While our top priority is getting students back to school quickly and safely, we are establishing a Ventilation Technical Advisory Panel to undertake further risk assessments of other environments—for example, early childhood settings and youth justice facilities, which will help inform future ventilation measures.

These initiatives build on advice already issued to schools to increase fresh air flow into indoor spaces through opening windows, using door jams, and switching air handling units to 100 per cent outdoor air, where possible.

The Chief Health Officer has today advised that vaccination will be made a requirement of work for staff in schools and early childhood settings to protect children, staff and our communities.

In order to work, all staff in schools and early childhood services will be required to have a first dose by 18 October or have a booking within one week, with full vaccination required by 29 November unless a medical exemption applies—including in government and non-government schools and all types of early childhood and care settings.

The Department of Education and Training will support principals to implement this requirement in the coming weeks, with all government school staff entitled to a half-day of paid time off to get their vaccination, and staff—alongside families and students over 12—are urged to book in and protect themselves as soon as possible.

While home testing is not yet approved by the Therapeutic Goods Administration, a small trial of home antigen testing will start soon with school children and families, overseen by health experts, to explore their feasibility in a range of education settings—helping to inform our future use with larger cohorts once home testing is approved.

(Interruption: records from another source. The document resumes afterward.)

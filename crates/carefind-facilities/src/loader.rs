//! Facility-area loading with an explicit fallback source.

use carefind_core::{Coordinates, FacilityRecord};

use crate::client::OverpassClient;
use crate::error::FacilityError;
use crate::fallback::FallbackTable;

/// Which source produced an [`AreaLoad`].
#[derive(Debug, Clone, Copy, PartialEq, Eq)]
pub enum FacilitySource {
    Live,
    Fallback,
}

/// Facilities found around a point, nearest first.
#[derive(Debug, Clone)]
pub struct AreaLoad {
    pub facilities: Vec<FacilityRecord>,
    pub source: FacilitySource,
}

/// Loads the facility snapshot for an area.
///
/// Provider failures are absorbed into an empty live result. The fallback
/// table is consulted only when the live result is empty.
#[derive(Debug, Clone)]
pub struct FacilityAreaLoader {
    client: OverpassClient,
    fallback: Option<FallbackTable>,
}

impl FacilityAreaLoader {
    #[must_use]
    pub fn new(client: OverpassClient) -> Self {
        Self {
            client,
            fallback: None,
        }
    }

    #[must_use]
    pub fn with_fallback(mut self, table: FallbackTable) -> Self {
        self.fallback = Some(table);
        self
    }

    /// # Errors
    ///
    /// Returns [`FacilityError::InvalidInput`] for an invalid center or a
    /// non-positive radius. Transport errors never surface here.
    pub async fn load_area(
        &self,
        center: Coordinates,
        radius_m: f64,
    ) -> Result<AreaLoad, FacilityError> {
        let live = match self.client.fetch_hospitals(center, radius_m).await {
            Ok(records) => records,
            Err(e @ FacilityError::InvalidInput(_)) => return Err(e),
            Err(e) => {
                tracing::warn!(
                    lat = center.lat,
                    lon = center.lon,
                    radius_m,
                    source = "overpass",
                    error = %e,
                    "facility area fetch failed; treating as empty"
                );
                Vec::new()
            }
        };

        if !live.is_empty() {
            return Ok(AreaLoad {
                facilities: live,
                source: FacilitySource::Live,
            });
        }

        match &self.fallback {
            Some(table) => {
                let facilities = table.within(center, radius_m);
                tracing::info!(
                    lat = center.lat,
                    lon = center.lon,
                    count = facilities.len(),
                    "live facility source empty; using fallback table"
                );
                Ok(AreaLoad {
                    facilities,
                    source: FacilitySource::Fallback,
                })
            }
            None => Ok(AreaLoad {
                facilities: live,
                source: FacilitySource::Live,
            }),
        }
    }
}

As the first tranches of students prepare to return to school in early October, the Government and public health team have put in place strict measures to keep school communities safer and limit the number of people who would be forced to isolate if a case is found on a school site.

Masks will remain mandatory for secondary school students and all adults, helping to prevent transmission—and they are also strongly encouraged for primary school-aged children wherever possible.

Schools have already implemented measures like staggered pick-up and drop-off times, QR code check-ins for any essential visitors, and as much physical distancing as is possible in classrooms—and when students return, will limit mixing among year levels and use large spaces like halls and gyms where possible.

Until the public health team advises that higher-risk activities are safe to resume—and in line with the timelines set out in the broader roadmap—schools will also postpone indoor and contact sports, camps, excursions, assemblies and performances to prevent the spread of the virus.